# [WHAT IS NEEDED]
After locating the line that contains "engine must expose." in the records below, write out exactly that line and each line after it through the one that contains "ciphertext handle. Fails", and nothing else.

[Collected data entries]
------------------------

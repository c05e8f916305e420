//! REST + websocket client for the hosted document store.
//!
//! Wire contract (PostgREST-style rows plus a realtime feed):
//!
//! - `GET    {rest}/documents?id=eq.{id}&select=*` → `[Document]`
//! - `POST   {rest}/documents` with a full row
//! - `PATCH  {rest}/documents?id=eq.{id}` with a partial field set
//! - `DELETE {rest}/documents?id=eq.{id}`
//! - `WS     {realtime}/documents/{id}` → JSON [`DocumentChange`] frames,
//!   one per committed update, delivered in commit order
//!
//! Every HTTP request carries the project `apikey` header and a bearer
//! token: the user's access token when present, the API key otherwise.

use async_trait::async_trait;
use futures_util::StreamExt;
use reqwest::Method;
use tokio::sync::mpsc;
use tokio_tungstenite::tungstenite::Message;
use uuid::Uuid;

use syncpad_core::{Document, DocumentChange, DocumentId, DocumentPatch};

use super::{ChangeFeed, DocumentStore, StoreError};
use crate::config::StoreConfig;

/// Hosted store backend.
pub struct RestStore {
    http: reqwest::Client,
    config: StoreConfig,
}

impl RestStore {
    pub fn new(config: StoreConfig) -> Self {
        Self {
            http: reqwest::Client::new(),
            config,
        }
    }

    pub fn config(&self) -> &StoreConfig {
        &self.config
    }

    fn rows_url(&self) -> String {
        format!("{}/documents", self.config.rest_url.trim_end_matches('/'))
    }

    fn feed_url(&self, id: &DocumentId) -> String {
        format!(
            "{}/documents/{}",
            self.config.realtime_url.trim_end_matches('/'),
            id
        )
    }

    fn bearer(&self) -> &str {
        self.config
            .access_token
            .as_deref()
            .unwrap_or(&self.config.api_key)
    }

    fn request(&self, method: Method, url: String) -> reqwest::RequestBuilder {
        self.http
            .request(method, url)
            .header("apikey", &self.config.api_key)
            .bearer_auth(self.bearer())
    }
}

#[async_trait]
impl DocumentStore for RestStore {
    async fn fetch(&self, id: &DocumentId) -> Result<Document, StoreError> {
        let url = format!("{}?id=eq.{}&select=*", self.rows_url(), id);
        let rows: Vec<Document> = self
            .request(Method::GET, url)
            .send()
            .await
            .map_err(|e| StoreError::ReadFailed(e.to_string()))?
            .error_for_status()
            .map_err(|e| StoreError::ReadFailed(e.to_string()))?
            .json()
            .await
            .map_err(|e| StoreError::ReadFailed(e.to_string()))?;

        rows.into_iter()
            .next()
            .ok_or_else(|| StoreError::NotFound(id.clone()))
    }

    async fn create(&self, doc: &Document) -> Result<(), StoreError> {
        self.request(Method::POST, self.rows_url())
            .header("prefer", "return=minimal")
            .json(doc)
            .send()
            .await
            .map_err(|e| StoreError::WriteFailed(e.to_string()))?
            .error_for_status()
            .map_err(|e| StoreError::WriteFailed(e.to_string()))?;
        Ok(())
    }

    async fn update(&self, id: &DocumentId, patch: DocumentPatch) -> Result<(), StoreError> {
        if patch.is_empty() {
            return Ok(());
        }
        let url = format!("{}?id=eq.{}", self.rows_url(), id);
        self.request(Method::PATCH, url)
            .header("prefer", "return=minimal")
            .json(&patch)
            .send()
            .await
            .map_err(|e| StoreError::WriteFailed(e.to_string()))?
            .error_for_status()
            .map_err(|e| StoreError::WriteFailed(e.to_string()))?;
        Ok(())
    }

    async fn delete(&self, id: &DocumentId) -> Result<(), StoreError> {
        let url = format!("{}?id=eq.{}", self.rows_url(), id);
        self.request(Method::DELETE, url)
            .send()
            .await
            .map_err(|e| StoreError::WriteFailed(e.to_string()))?
            .error_for_status()
            .map_err(|e| StoreError::WriteFailed(e.to_string()))?;
        Ok(())
    }

    async fn list_owned(&self, owner_id: Uuid) -> Result<Vec<Document>, StoreError> {
        let url = format!(
            "{}?user_id=eq.{}&select=*&order=created_at.desc",
            self.rows_url(),
            owner_id
        );
        self.request(Method::GET, url)
            .send()
            .await
            .map_err(|e| StoreError::ReadFailed(e.to_string()))?
            .error_for_status()
            .map_err(|e| StoreError::ReadFailed(e.to_string()))?
            .json()
            .await
            .map_err(|e| StoreError::ReadFailed(e.to_string()))
    }

    async fn subscribe(&self, id: &DocumentId) -> Result<ChangeFeed, StoreError> {
        let url = self.feed_url(id);
        let (ws, _) = tokio_tungstenite::connect_async(&url)
            .await
            .map_err(|e| StoreError::SubscribeFailed(e.to_string()))?;
        log::debug!("change feed connected for {id}");

        let (_write, mut read) = ws.split();
        let (tx, rx) = mpsc::channel(64);
        let id = id.clone();

        // Reader task: decode JSON frames into the feed channel.
        let pump = tokio::spawn(async move {
            while let Some(msg) = read.next().await {
                match msg {
                    Ok(Message::Text(text)) => {
                        match serde_json::from_str::<DocumentChange>(text.as_str()) {
                            Ok(change) => {
                                if tx.send(change).await.is_err() {
                                    break;
                                }
                            }
                            Err(e) => log::warn!("undecodable feed frame for {id}: {e}"),
                        }
                    }
                    Ok(Message::Close(_)) => break,
                    Err(e) => {
                        log::warn!("change feed for {id} lost: {e}");
                        break;
                    }
                    _ => {}
                }
            }
            log::debug!("change feed for {id} ended");
        });

        Ok(ChangeFeed::new(rx, Some(pump)))
    }
}

#[cfg(test)]
mod tests {
    use super::*;

    fn store(token: Option<&str>) -> RestStore {
        let mut config = StoreConfig::new("https://h/rest/v1/", "wss://h/realtime/v1/", "anon");
        if let Some(t) = token {
            config = config.with_access_token(t);
        }
        RestStore::new(config)
    }

    #[test]
    fn test_rows_url_trims_trailing_slash() {
        assert_eq!(store(None).rows_url(), "https://h/rest/v1/documents");
    }

    #[test]
    fn test_feed_url_embeds_document_id() {
        let id = DocumentId::from("abc12345");
        assert_eq!(
            store(None).feed_url(&id),
            "wss://h/realtime/v1/documents/abc12345"
        );
    }

    #[test]
    fn test_bearer_falls_back_to_api_key() {
        assert_eq!(store(None).bearer(), "anon");
        assert_eq!(store(Some("jwt")).bearer(), "jwt");
    }
}
//! # Homomorphic engine boundary
//!
//! The ledger never performs cryptography itself. Everything ciphertext-
//! related goes through the [`HomomorphicEngine`] trait, implemented by an
//! external contract whose address is injected at `init`. The contract only
//! depends on the engine guaranteeing that:
//!
//! - a ciphertext handle is unforgeable without a valid input proof, and
//! - decryption only succeeds for principals in the handle's ACL.
//!
//! Homomorphic operations are authenticated by provenance: the contract that
//! produced a handle may keep computing on it, while decryption is strictly
//! ACL-gated. Tests run against [`crate::mock_engine::MockEngine`], which
//! implements the same trait over plaintext integers.
//!
//! ## Error codes
//!
//! Engine failures cross the contract boundary as numeric error codes; the
//! wrappers below translate them into an [`EngineFailure`] so entry points
//! can map proof problems, zero commitments and missing capabilities onto
//! their own error variants.

use soroban_sdk::{contractclient, Address, Bytes, BytesN, Env};

/// Input proof failed the binding or validity check.
pub const ENGINE_ERR_PROOF_INVALID: u32 = 1;
/// Input proof certified a zero amount.
pub const ENGINE_ERR_ZERO_AMOUNT: u32 = 2;
/// Operation attempted without a capability on the handle.
pub const ENGINE_ERR_CAPABILITY_DENIED: u32 = 3;

/// Contract interface the external homomorphic engine must expose.
#[contractclient(name = "EngineClient")]
pub trait HomomorphicEngine {
    /// Verify `proof` binds `input` to `(ledger, submitter)` and produce a
    /// ciphertext handle. Fails with [`ENGINE_ERR_PROOF_INVALID`] or
    /// [`ENGINE_ERR_ZERO_AMOUNT`].
    fn encrypt_with_proof(
        env: Env,
        input: Bytes,
        proof: Bytes,
        ledger: Address,
        submitter: Address,
    ) -> BytesN<32>;

    /// Homomorphic addition; the result is a fresh handle with an empty ACL.
    fn homomorphic_add(env: Env, a: BytesN<32>, b: BytesN<32>, caller: Address) -> BytesN<32>;

    /// Homomorphic `a >= b`; the result is a fresh encrypted-bool handle
    /// with an empty ACL.
    fn homomorphic_compare_ge(
        env: Env,
        a: BytesN<32>,
        b: BytesN<32>,
        caller: Address,
    ) -> BytesN<32>;

    /// Add `principal` to the handle's ACL. Idempotent.
    fn grant_capability(env: Env, handle: BytesN<32>, principal: Address);

    /// Ask for `handle` to be decrypted for `requester`. Returns an engine
    /// request id; the plaintext arrives later as a callback transaction.
    /// Fails with [`ENGINE_ERR_CAPABILITY_DENIED`] unless `requester` is in
    /// the handle's ACL.
    fn request_decryption(env: Env, handle: BytesN<32>, requester: Address) -> u64;
}

/// A classified engine failure.
#[derive(Clone, Copy, Debug, Eq, PartialEq)]
pub enum EngineFailure {
    ProofInvalid,
    ZeroAmount,
    CapabilityDenied,
    /// Anything else (engine unreachable, malformed return value). Treated
    /// as a proof problem by input paths since the caller can always retry.
    Other,
}

impl EngineFailure {
    fn classify(err: soroban_sdk::Error) -> Self {
        if err == soroban_sdk::Error::from_contract_error(ENGINE_ERR_ZERO_AMOUNT) {
            EngineFailure::ZeroAmount
        } else if err == soroban_sdk::Error::from_contract_error(ENGINE_ERR_PROOF_INVALID) {
            EngineFailure::ProofInvalid
        } else if err == soroban_sdk::Error::from_contract_error(ENGINE_ERR_CAPABILITY_DENIED) {
            EngineFailure::CapabilityDenied
        } else {
            EngineFailure::Other
        }
    }
}

/// Verify and encrypt a raw input, classifying engine rejections.
pub fn encrypt_with_proof(
    env: &Env,
    engine: &Address,
    input: &Bytes,
    proof: &Bytes,
    submitter: &Address,
) -> Result<BytesN<32>, EngineFailure> {
    let client = EngineClient::new(env, engine);
    let ledger = env.current_contract_address();
    match client.try_encrypt_with_proof(input, proof, &ledger, submitter) {
        Ok(Ok(handle)) => Ok(handle),
        Err(Ok(err)) => Err(EngineFailure::classify(err)),
        _ => Err(EngineFailure::Other),
    }
}

/// Homomorphically add two handles on behalf of the ledger.
///
/// Operand capabilities were established when the operands were sealed (or
/// by provenance for fresh inputs), so a failure here is a programming
/// error and is allowed to propagate as a panic.
pub fn homomorphic_add(env: &Env, engine: &Address, a: &BytesN<32>, b: &BytesN<32>) -> BytesN<32> {
    let client = EngineClient::new(env, engine);
    client.homomorphic_add(a, b, &env.current_contract_address())
}

/// Homomorphic `a >= b` on behalf of the ledger.
pub fn homomorphic_compare_ge(
    env: &Env,
    engine: &Address,
    a: &BytesN<32>,
    b: &BytesN<32>,
) -> BytesN<32> {
    let client = EngineClient::new(env, engine);
    client.homomorphic_compare_ge(a, b, &env.current_contract_address())
}

/// Mirror a capability grant into the engine-side ACL.
pub fn grant_capability(env: &Env, engine: &Address, handle: &BytesN<32>, principal: &Address) {
    let client = EngineClient::new(env, engine);
    client.grant_capability(handle, principal);
}

/// Request decryption of `handle` for the ledger itself.
pub fn request_decryption(
    env: &Env,
    engine: &Address,
    handle: &BytesN<32>,
) -> Result<u64, EngineFailure> {
    let client = EngineClient::new(env, engine);
    match client.try_request_decryption(handle, &env.current_contract_address()) {
        Ok(Ok(id)) => Ok(id),
        Err(Ok(err)) => Err(EngineFailure::classify(err)),
        _ => Err(EngineFailure::Other),
    }
}
#![allow(dead_code)]

extern crate std;

use soroban_sdk::Address;

use crate::types::{EncryptedValue, PlatformStats, Project, ProjectStatus, StatusEvent};

/// INV-1: status transitions are forward-only:
///   Active -> Successful | Failed
///   Successful -> Withdrawn
///   Failed, Withdrawn -> (none)
pub fn assert_valid_status_transition(from: &ProjectStatus, to: &ProjectStatus) {
    let valid = matches!(
        (from, to),
        (ProjectStatus::Active, ProjectStatus::Successful)
            | (ProjectStatus::Active, ProjectStatus::Failed)
            | (ProjectStatus::Successful, ProjectStatus::Withdrawn)
    );
    assert!(
        valid,
        "INV-1 violated: invalid status transition from {:?} to {:?}",
        from, to
    );
}

/// INV-2: a sealed encrypted value is always decryptable by `ledger` and by
/// every expected holder — the double-grant rule.
pub fn assert_sealed_for(value: &EncryptedValue, ledger: &Address, holders: &[&Address]) {
    assert!(
        value.can_decrypt(ledger),
        "INV-2 violated: sealed value missing the ledger's own capability"
    );
    for holder in holders {
        assert!(
            value.can_decrypt(holder),
            "INV-2 violated: sealed value missing capability for {:?}",
            holder
        );
    }
}

/// INV-3: `funds_withdrawn` implies terminal `Withdrawn` status and vice
/// versa — the two can never disagree.
pub fn assert_withdrawal_consistent(project: &Project) {
    assert_eq!(
        project.funds_withdrawn,
        project.status == ProjectStatus::Withdrawn,
        "INV-3 violated: project {} funds_withdrawn={} but status={:?}",
        project.id,
        project.funds_withdrawn,
        project.status
    );
}

/// INV-4: backer_count never decreases.
pub fn assert_backer_count_monotonic(count_before: u32, count_after: u32) {
    assert!(
        count_after >= count_before,
        "INV-4 violated: backer_count decreased from {} to {}",
        count_before,
        count_after
    );
}

/// INV-5: plaintext metadata is immutable after creation.
pub fn assert_project_immutable_fields(original: &Project, current: &Project) {
    assert_eq!(original.id, current.id, "INV-5 violated: project id changed");
    assert_eq!(
        original.creator, current.creator,
        "INV-5 violated: project creator changed"
    );
    assert_eq!(
        original.title, current.title,
        "INV-5 violated: project title changed"
    );
    assert_eq!(
        original.deadline, current.deadline,
        "INV-5 violated: project deadline changed"
    );
    assert_eq!(
        original.metadata_hash, current.metadata_hash,
        "INV-5 violated: project metadata_hash changed"
    );
}

/// INV-6: platform counters partition the project population.
pub fn assert_stats_partition(stats: &PlatformStats) {
    assert_eq!(
        stats.total_projects,
        stats.active + stats.successful + stats.failed + stats.withdrawn,
        "INV-6 violated: status counters do not sum to total_projects"
    );
}

/// INV-7: the transition function rejects every event on terminal states
/// except the one legal withdrawal.
pub fn assert_terminal_states_closed() {
    for status in [
        ProjectStatus::Failed,
        ProjectStatus::Withdrawn,
        ProjectStatus::Successful,
    ] {
        for event in [StatusEvent::GoalMet, StatusEvent::GoalMissed] {
            assert!(
                status.transition(event).is_err(),
                "INV-7 violated: finalize event accepted on {:?}",
                status
            );
        }
    }
    assert!(
        ProjectStatus::Failed
            .transition(StatusEvent::Withdraw)
            .is_err(),
        "INV-7 violated: withdraw accepted on Failed"
    );
    assert!(
        ProjectStatus::Withdrawn
            .transition(StatusEvent::Withdraw)
            .is_err(),
        "INV-7 violated: withdraw accepted on Withdrawn"
    );
}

------------------------

# [RESULT]
/// Contract interface the external homomorphic engine must expose.
#[contractclient(name = "EngineClient")]
pub trait HomomorphicEngine {
    /// Verify `proof` binds `input` to `(ledger, submitter)` and produce a
    /// ciphertext handle. Fails with [`ENGINE_ERR_PROOF_INVALID`] or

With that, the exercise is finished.